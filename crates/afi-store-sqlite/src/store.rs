//! [`SqliteStore`] — the SQLite implementation of [`CustomerStore`].

use std::path::Path;

use afi_core::{
  customer::{Customer, CustomerId, Submission},
  store::CustomerStore,
};
use chrono::Utc;
use rusqlite::OptionalExtension as _;

use crate::{
  encode::{CUSTOMER_COLUMNS, RawCustomer, encode_dt},
  schema::SCHEMA,
  Error, Result,
};

// ─── Store ───────────────────────────────────────────────────────────────────

/// A customer store backed by a single SQLite file.
///
/// Cloning is cheap — the inner connection is reference-counted.
#[derive(Clone)]
pub struct SqliteStore {
  conn: tokio_rusqlite::Connection,
}

impl SqliteStore {
  /// Open (or create) a store at `path` and run schema initialisation.
  pub async fn open(path: impl AsRef<Path>) -> Result<Self> {
    let conn = tokio_rusqlite::Connection::open(path).await?;
    let store = Self { conn };
    store.init_schema().await?;
    Ok(store)
  }

  /// Open an in-memory store — useful for testing.
  pub async fn open_in_memory() -> Result<Self> {
    let conn = tokio_rusqlite::Connection::open_in_memory().await?;
    let store = Self { conn };
    store.init_schema().await?;
    Ok(store)
  }

  async fn init_schema(&self) -> Result<()> {
    self
      .conn
      .call(|conn| {
        conn.execute_batch(SCHEMA)?;
        Ok(())
      })
      .await?;
    Ok(())
  }
}

/// Column values for the five submission fields, in table order.
type SubmissionRow = (
  Option<String>,
  Option<String>,
  Option<String>,
  Option<String>,
  Option<String>,
);

fn submission_row(s: Submission) -> SubmissionRow {
  (
    s.first_name,
    s.surname,
    s.policy_number,
    s.date_of_birth.map(encode_dt),
    s.email_address,
  )
}

// ─── CustomerStore impl ──────────────────────────────────────────────────────

impl CustomerStore for SqliteStore {
  type Error = Error;

  async fn insert(&self, submission: Submission) -> Result<Customer> {
    let created = Utc::now();
    let created_str = encode_dt(created);
    let (first_name, surname, policy_number, date_of_birth, email_address) =
      submission_row(submission.clone());

    let customer_id: CustomerId = self
      .conn
      .call(move |conn| {
        conn.execute(
          "INSERT INTO customers (
             first_name, surname, policy_number, date_of_birth, email_address, created
           ) VALUES (?1, ?2, ?3, ?4, ?5, ?6)",
          rusqlite::params![
            first_name,
            surname,
            policy_number,
            date_of_birth,
            email_address,
            created_str,
          ],
        )?;
        Ok(conn.last_insert_rowid())
      })
      .await?;

    tracing::debug!(customer_id, "inserted customer row");

    Ok(Customer { customer_id, created, details: submission })
  }

  async fn update(&self, customer: Customer) -> Result<Customer> {
    let id = customer.customer_id;
    let (first_name, surname, policy_number, date_of_birth, email_address) =
      submission_row(customer.details);

    let changed: usize = self
      .conn
      .call(move |conn| {
        Ok(conn.execute(
          "UPDATE customers
              SET first_name = ?1, surname = ?2, policy_number = ?3,
                  date_of_birth = ?4, email_address = ?5
            WHERE customer_id = ?6",
          rusqlite::params![
            first_name,
            surname,
            policy_number,
            date_of_birth,
            email_address,
            id,
          ],
        )?)
      })
      .await?;

    if changed == 0 {
      return Err(Error::CustomerNotFound(id));
    }

    self.get(id).await?.ok_or(Error::CustomerNotFound(id))
  }

  async fn get(&self, id: CustomerId) -> Result<Option<Customer>> {
    let raw: Option<RawCustomer> = self
      .conn
      .call(move |conn| {
        Ok(conn
          .query_row(
            &format!("SELECT {CUSTOMER_COLUMNS} FROM customers WHERE customer_id = ?1"),
            rusqlite::params![id],
            RawCustomer::from_row,
          )
          .optional()?)
      })
      .await?;

    raw.map(RawCustomer::into_customer).transpose()
  }

  async fn list(&self) -> Result<Vec<Customer>> {
    let raws: Vec<RawCustomer> = self
      .conn
      .call(|conn| {
        let mut stmt = conn.prepare(&format!(
          "SELECT {CUSTOMER_COLUMNS} FROM customers ORDER BY customer_id"
        ))?;
        let rows = stmt
          .query_map([], RawCustomer::from_row)?
          .collect::<rusqlite::Result<Vec<_>>>()?;
        Ok(rows)
      })
      .await?;

    raws.into_iter().map(RawCustomer::into_customer).collect()
  }
}
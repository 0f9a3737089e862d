//! Handlers for `/customers` endpoints.
//!
//! | Method | Path | Notes |
//! |--------|------|-------|
//! | `GET`  | `/customers` | All customers, identifier order |
//! | `POST` | `/customers` | Body: submission JSON; returns the new identifier |
//! | `GET`  | `/customers/:id` | 404 if not found |
//! | `PUT`  | `/customers/:id` | Body: submission JSON; full replacement |
//!
//! Submissions that break a field rule get `422` with the validation outcome
//! as the body. An empty body is `400`.

use afi_core::{
  customer::{Customer, CustomerId, Submission},
  service::{CustomerService, Registration},
  store::CustomerStore,
};
use axum::{
  Json,
  body::Bytes,
  extract::{Path, State},
};

use crate::error::ApiError;

fn store_error<E>(e: E) -> ApiError
where
  E: std::error::Error + Send + Sync + 'static,
{
  ApiError::Store(Box::new(e))
}

// ─── List ─────────────────────────────────────────────────────────────────────

/// `GET /customers`
pub async fn list<S>(
  State(service): State<CustomerService<S>>,
) -> Result<Json<Vec<Customer>>, ApiError>
where
  S: CustomerStore,
{
  let customers = service.list().await.map_err(store_error)?;
  Ok(Json(customers))
}

// ─── Create ───────────────────────────────────────────────────────────────────

/// `POST /customers` — responds with the bare identifier, e.g. `17`.
pub async fn create<S>(
  State(service): State<CustomerService<S>>,
  body: Bytes,
) -> Result<Json<CustomerId>, ApiError>
where
  S: CustomerStore,
{
  let submission = Submission::from_json(&body)?;

  match service.register(submission).await.map_err(store_error)? {
    Registration::Accepted(customer) => Ok(Json(customer.customer_id)),
    Registration::Rejected(outcome) => Err(ApiError::Invalid(outcome)),
  }
}

// ─── Get one ──────────────────────────────────────────────────────────────────

/// `GET /customers/:id`
pub async fn get_one<S>(
  State(service): State<CustomerService<S>>,
  Path(id): Path<CustomerId>,
) -> Result<Json<Customer>, ApiError>
where
  S: CustomerStore,
{
  let customer = service
    .get(id)
    .await
    .map_err(store_error)?
    .ok_or_else(|| ApiError::NotFound(format!("customer {id} not found")))?;
  Ok(Json(customer))
}

// ─── Update ───────────────────────────────────────────────────────────────────

/// `PUT /customers/:id`
pub async fn update_one<S>(
  State(service): State<CustomerService<S>>,
  Path(id): Path<CustomerId>,
  body: Bytes,
) -> Result<Json<Customer>, ApiError>
where
  S: CustomerStore,
{
  let submission = Submission::from_json(&body)?;

  match service.update(id, submission).await.map_err(store_error)? {
    Some(Registration::Accepted(customer)) => Ok(Json(customer)),
    Some(Registration::Rejected(outcome)) => Err(ApiError::Invalid(outcome)),
    None => Err(ApiError::NotFound(format!("customer {id} not found"))),
  }
}
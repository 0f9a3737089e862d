//! SQLite backend for AFI customer registration.
//!
//! Wraps [`tokio_rusqlite`] so all database access runs on a dedicated thread
//! without blocking the async runtime.

mod encode;
mod schema;
mod store;

pub mod error;

pub use error::{Error, Result};
pub use store::SqliteStore;

#[cfg(test)]
mod tests;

● ● ● ● ● ● ●

What to work on: Line by line, return the whole listing without a single difference.

Answer below:
filename crates/afi-store-sqlite/src/store.rs
//! [`SqliteStore`] — the SQLite implementation of [`CustomerStore`].

use std::path::Path;

use afi_core::{
  customer::{Customer, CustomerId, Submission},
  store::CustomerStore,
};
use chrono::Utc;
use rusqlite::OptionalExtension as _;

use crate::{
  encode::{CUSTOMER_COLUMNS, RawCustomer, encode_dt},
  schema::SCHEMA,
  Error, Result,
};

// ─── Store ───────────────────────────────────────────────────────────────────

/// A customer store backed by a single SQLite file.
///
/// Cloning is cheap — the inner connection is reference-counted.
#[derive(Clone)]
pub struct SqliteStore {
  conn: tokio_rusqlite::Connection,
}

impl SqliteStore {
  /// Open (or create) a store at `path` and run schema initialisation.
  pub async fn open(path: impl AsRef<Path>) -> Result<Self> {
    let conn = tokio_rusqlite::Connection::open(path).await?;
    let store = Self { conn };
    store.init_schema().await?;
    Ok(store)
  }

  /// Open an in-memory store — useful for testing.
  pub async fn open_in_memory() -> Result<Self> {
    let conn = tokio_rusqlite::Connection::open_in_memory().await?;
    let store = Self { conn };
    store.init_schema().await?;
    Ok(store)
  }

  async fn init_schema(&self) -> Result<()> {
    self
      .conn
      .call(|conn| {
        conn.execute_batch(SCHEMA)?;
        Ok(())
      })
      .await?;
    Ok(())
  }
}

/// Column values for the five submission fields, in table order.
type SubmissionRow = (
  Option<String>,
  Option<String>,
  Option<String>,
  Option<String>,
  Option<String>,
);

fn submission_row(s: Submission) -> SubmissionRow {
  (
    s.first_name,
    s.surname,
    s.policy_number,
    s.date_of_birth.map(encode_dt),
    s.email_address,
  )
}

// ─── CustomerStore impl ──────────────────────────────────────────────────────

impl CustomerStore for SqliteStore {
  type Error = Error;

  async fn insert(&self, submission: Submission) -> Result<Customer> {
    let created = Utc::now();
    let created_str = encode_dt(created);
    let (first_name, surname, policy_number, date_of_birth, email_address) =
      submission_row(submission.clone());

    let customer_id: CustomerId = self
      .conn
      .call(move |conn| {
        conn.execute(
          "INSERT INTO customers (
             first_name, surname, policy_number, date_of_birth, email_address, created
           ) VALUES (?1, ?2, ?3, ?4, ?5, ?6)",
          rusqlite::params![
            first_name,
            surname,
            policy_number,
            date_of_birth,
            email_address,
            created_str,
          ],
        )?;
        Ok(conn.last_insert_rowid())
      })
      .await?;

    tracing::debug!(customer_id, "inserted customer row");

    Ok(Customer { customer_id, created, details: submission })
  }

  async fn update(&self, customer: Customer) -> Result<Customer> {
    let id = customer.customer_id;
    let (first_name, surname, policy_number, date_of_birth, email_address) =
      submission_row(customer.details);

    let changed: usize = self
      .conn
      .call(move |conn| {
        Ok(conn.execute(
          "UPDATE customers
              SET first_name = ?1, surname = ?2, policy_number = ?3,
                  date_of_birth = ?4, email_address = ?5
            WHERE customer_id = ?6",
          rusqlite::params![
            first_name,
            surname,
            policy_number,
            date_of_birth,
            email_address,
            id,
          ],
        )?)
      })
      .await?;

    if changed == 0 {
      return Err(Error::CustomerNotFound(id));
    }

    self.get(id).await?.ok_or(Error::CustomerNotFound(id))
  }

  async fn get(&self, id: CustomerId) -> Result<Option<Customer>> {
    let raw: Option<RawCustomer> = self
      .conn
      .call(move |conn| {
        Ok(conn
          .query_row(
            &format!("SELECT {CUSTOMER_COLUMNS} FROM customers WHERE customer_id = ?1"),
            rusqlite::params![id],
            RawCustomer::from_row,
          )
          .optional()?)
      })
      .await?;

    raw.map(RawCustomer::into_customer).transpose()
  }

  async fn list(&self) -> Result<Vec<Customer>> {
    let raws: Vec<RawCustomer> = self
      .conn
      .call(|conn| {
        let mut stmt = conn.prepare(&format!(
          "SELECT {CUSTOMER_COLUMNS} FROM customers ORDER BY customer_id"
        ))?;
        let rows = stmt
          .query_map([], RawCustomer::from_row)?
          .collect::<rusqlite::Result<Vec<_>>>()?;
        Ok(rows)
      })
      .await?;

    raws.into_iter().map(RawCustomer::into_customer).collect()
  }
}
repository 0f9a3737089e862d
//! Handlers for `/customers` endpoints.
//!
//! | Method | Path | Notes |
//! |--------|------|-------|
//! | `GET`  | `/customers` | All customers, identifier order |
//! | `POST` | `/customers` | Body: submission JSON; returns the new identifier |
//! | `GET`  | `/customers/:id` | 404 if not found |
//! | `PUT`  | `/customers/:id` | Body: submission JSON; full replacement |
//!
//! Submissions that break a field rule get `422` with the validation outcome
//! as the body. An empty body is `400`.

use afi_core::{
  customer::{Customer, CustomerId, Submission},
  service::{CustomerService, Registration},
  store::CustomerStore,
};
use axum::{
  Json,
  body::Bytes,
  extract::{Path, State},
};

use crate::error::ApiError;

fn store_error<E>(e: E) -> ApiError
where
  E: std::error::Error + Send + Sync + 'static,
{
  ApiError::Store(Box::new(e))
}

// ─── List ─────────────────────────────────────────────────────────────────────

/// `GET /customers`
pub async fn list<S>(
  State(service): State<CustomerService<S>>,
) -> Result<Json<Vec<Customer>>, ApiError>
where
  S: CustomerStore,
{
  let customers = service.list().await.map_err(store_error)?;
  Ok(Json(customers))
}

// ─── Create ───────────────────────────────────────────────────────────────────

/// `POST /customers` — responds with the bare identifier, e.g. `17`.
pub async fn create<S>(
  State(service): State<CustomerService<S>>,
  body: Bytes,
) -> Result<Json<CustomerId>, ApiError>
where
  S: CustomerStore,
{
  let submission = Submission::from_json(&body)?;

  match service.register(submission).await.map_err(store_error)? {
    Registration::Accepted(customer) => Ok(Json(customer.customer_id)),
    Registration::Rejected(outcome) => Err(ApiError::Invalid(outcome)),
  }
}

// ─── Get one ──────────────────────────────────────────────────────────────────

/// `GET /customers/:id`
pub async fn get_one<S>(
  State(service): State<CustomerService<S>>,
  Path(id): Path<CustomerId>,
) -> Result<Json<Customer>, ApiError>
where
  S: CustomerStore,
{
  let customer = service
    .get(id)
    .await
    .map_err(store_error)?
    .ok_or_else(|| ApiError::NotFound(format!("customer {id} not found")))?;
  Ok(Json(customer))
}

// ─── Update ───────────────────────────────────────────────────────────────────

/// `PUT /customers/:id`
pub async fn update_one<S>(
  State(service): State<CustomerService<S>>,
  Path(id): Path<CustomerId>,
  body: Bytes,
) -> Result<Json<Customer>, ApiError>
where
  S: CustomerStore,
{
  let submission = Submission::from_json(&body)?;

  match service.update(id, submission).await.map_err(store_error)? {
    Some(Registration::Accepted(customer)) => Ok(Json(customer)),
    Some(Registration::Rejected(outcome)) => Err(ApiError::Invalid(outcome)),
    None => Err(ApiError::NotFound(format!("customer {id} not found"))),
  }
}
repository 0f9a3737089e862d
//! SQLite backend for AFI customer registration.
//!
//! Wraps [`tokio_rusqlite`] so all database access runs on a dedicated thread
//! without blocking the async runtime.

mod encode;
mod schema;
mod store;

pub mod error;

pub use error::{Error, Result};
pub use store::SqliteStore;

#[cfg(test)]
mod tests;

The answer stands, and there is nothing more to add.